What is being asked: All records must be restated word for word.
BEGIN Data extracts
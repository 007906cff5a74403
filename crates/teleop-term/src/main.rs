//! Keyboard teleoperation demo.
//!
//! # Usage
//!
//! ```bash
//! # Drive a youbot at 50 Hz, resetting every 1000 ticks
//! teleop-demo --agent youbot_noplugin
//!
//! # Differential drive with finer steps, action vectors logged per tick
//! teleop-demo --agent turtlebot --wheel-step 0.2 --log-level debug
//! ```

use std::{
    io,
    num::{NonZeroU32, NonZeroU64},
};

use clap::Parser;
use teleop_core::MapperConfig;
use teleop_term::{DemoSession, SessionConfig, TerminalError, TerminalKeys};
use tracing_subscriber::{EnvFilter, fmt, layer::SubscriberExt, util::SubscriberInitExt};

/// Keyboard teleoperation for simulated robots
#[derive(Parser, Debug)]
#[command(name = "teleop-demo")]
#[command(about = "Drive a simulated robot from the keyboard and log its action vectors")]
#[command(version)]
struct Args {
    /// Simulator agent name (`turtlebot`, `pioneer2dx_noplugin`,
    /// `youbot_noplugin`, `pr2_noplugin`)
    #[arg(short, long, default_value = "youbot_noplugin")]
    agent: String,

    /// Control ticks per second
    #[arg(long, default_value = "50")]
    rate_hz: NonZeroU32,

    /// Ticks per episode before the control state is reset
    #[arg(long, default_value = "1000")]
    episode_steps: NonZeroU64,

    /// Stop after this many ticks (runs until Ctrl-C if omitted)
    #[arg(long)]
    max_steps: Option<u64>,

    /// Initial speed/turning increment
    #[arg(long)]
    wheel_step: Option<f64>,

    /// Initial gripper increment
    #[arg(long)]
    gripper_step: Option<f64>,

    /// Per-tick speed multiplier
    #[arg(long)]
    speed_decay: Option<f64>,

    /// Per-tick turning multiplier
    #[arg(long)]
    turning_decay: Option<f64>,

    /// Log level (trace, debug, info, warn, error)
    #[arg(long, default_value = "info")]
    log_level: String,
}

impl Args {
    fn session_config(&self) -> SessionConfig {
        let defaults = MapperConfig::default();
        SessionConfig {
            agent: self.agent.clone(),
            rate_hz: self.rate_hz,
            episode_steps: self.episode_steps,
            max_steps: self.max_steps,
            mapper: MapperConfig {
                wheel_step: self.wheel_step.unwrap_or(defaults.wheel_step),
                gripper_step: self.gripper_step.unwrap_or(defaults.gripper_step),
                speed_decay: self.speed_decay.unwrap_or(defaults.speed_decay),
                turning_decay: self.turning_decay.unwrap_or(defaults.turning_decay),
            },
        }
    }
}

fn main() -> Result<(), Box<dyn std::error::Error>> {
    let args = Args::parse();
    let filter =
        EnvFilter::try_from_default_env().unwrap_or_else(|_| EnvFilter::new(&args.log_level));

    tracing_subscriber::registry().with(fmt::layer().with_writer(io::stderr)).with(filter).init();

    let config = args.session_config();
    tracing::info!("Keyboard teleop starting for {}", config.agent);
    tracing::info!("WASD to move, IJKL for the arm, E toggles the gripper, +/- scale steps");

    let keys = TerminalKeys::new()?;
    let mut session = DemoSession::from_config(&config, keys)?;

    match session.run(config.max_steps, config.tick_period()) {
        Ok(_) | Err(TerminalError::Interrupted) => {},
        Err(e) => return Err(e.into()),
    }

    tracing::info!(
        steps = session.total_steps(),
        episodes = session.episodes(),
        "Keyboard teleop stopped"
    );
    Ok(())
}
END Data extracts
Answer box:
repository 007906cff5a74403
filename crates/teleop-term/src/main.rs
//! Keyboard teleoperation demo.
//!
//! # Usage
//!
//! ```bash
//! # Drive a youbot at 50 Hz, resetting every 1000 ticks
//! teleop-demo --agent youbot_noplugin
//!
//! # Differential drive with finer steps, action vectors logged per tick
//! teleop-demo --agent turtlebot --wheel-step 0.2 --log-level debug
//! ```

use std::{
    io,
    num::{NonZeroU32, NonZeroU64},
};

use clap::Parser;
use teleop_core::MapperConfig;
use teleop_term::{DemoSession, SessionConfig, TerminalError, TerminalKeys};
use tracing_subscriber::{EnvFilter, fmt, layer::SubscriberExt, util::SubscriberInitExt};

/// Keyboard teleoperation for simulated robots
#[derive(Parser, Debug)]
#[command(name = "teleop-demo")]
#[command(about = "Drive a simulated robot from the keyboard and log its action vectors")]
#[command(version)]
struct Args {
    /// Simulator agent name (`turtlebot`, `pioneer2dx_noplugin`,
    /// `youbot_noplugin`, `pr2_noplugin`)
    #[arg(short, long, default_value = "youbot_noplugin")]
    agent: String,

    /// Control ticks per second
    #[arg(long, default_value = "50")]
    rate_hz: NonZeroU32,

    /// Ticks per episode before the control state is reset
    #[arg(long, default_value = "1000")]
    episode_steps: NonZeroU64,

    /// Stop after this many ticks (runs until Ctrl-C if omitted)
    #[arg(long)]
    max_steps: Option<u64>,

    /// Initial speed/turning increment
    #[arg(long)]
    wheel_step: Option<f64>,

    /// Initial gripper increment
    #[arg(long)]
    gripper_step: Option<f64>,

    /// Per-tick speed multiplier
    #[arg(long)]
    speed_decay: Option<f64>,

    /// Per-tick turning multiplier
    #[arg(long)]
    turning_decay: Option<f64>,

    /// Log level (trace, debug, info, warn, error)
    #[arg(long, default_value = "info")]
    log_level: String,
}

impl Args {
    fn session_config(&self) -> SessionConfig {
        let defaults = MapperConfig::default();
        SessionConfig {
            agent: self.agent.clone(),
            rate_hz: self.rate_hz,
            episode_steps: self.episode_steps,
            max_steps: self.max_steps,
            mapper: MapperConfig {
                wheel_step: self.wheel_step.unwrap_or(defaults.wheel_step),
                gripper_step: self.gripper_step.unwrap_or(defaults.gripper_step),
                speed_decay: self.speed_decay.unwrap_or(defaults.speed_decay),
                turning_decay: self.turning_decay.unwrap_or(defaults.turning_decay),
            },
        }
    }
}

fn main() -> Result<(), Box<dyn std::error::Error>> {
    let args = Args::parse();
    let filter =
        EnvFilter::try_from_default_env().unwrap_or_else(|_| EnvFilter::new(&args.log_level));

    tracing_subscriber::registry().with(fmt::layer().with_writer(io::stderr)).with(filter).init();

    let config = args.session_config();
    tracing::info!("Keyboard teleop starting for {}", config.agent);
    tracing::info!("WASD to move, IJKL for the arm, E toggles the gripper, +/- scale steps");

    let keys = TerminalKeys::new()?;
    let mut session = DemoSession::from_config(&config, keys)?;

    match session.run(config.max_steps, config.tick_period()) {
        Ok(_) | Err(TerminalError::Interrupted) => {},
        Err(e) => return Err(e.into()),
    }

    tracing::info!(
        steps = session.total_steps(),
        episodes = session.episodes(),
        "Keyboard teleop stopped"
    );
    Ok(())
}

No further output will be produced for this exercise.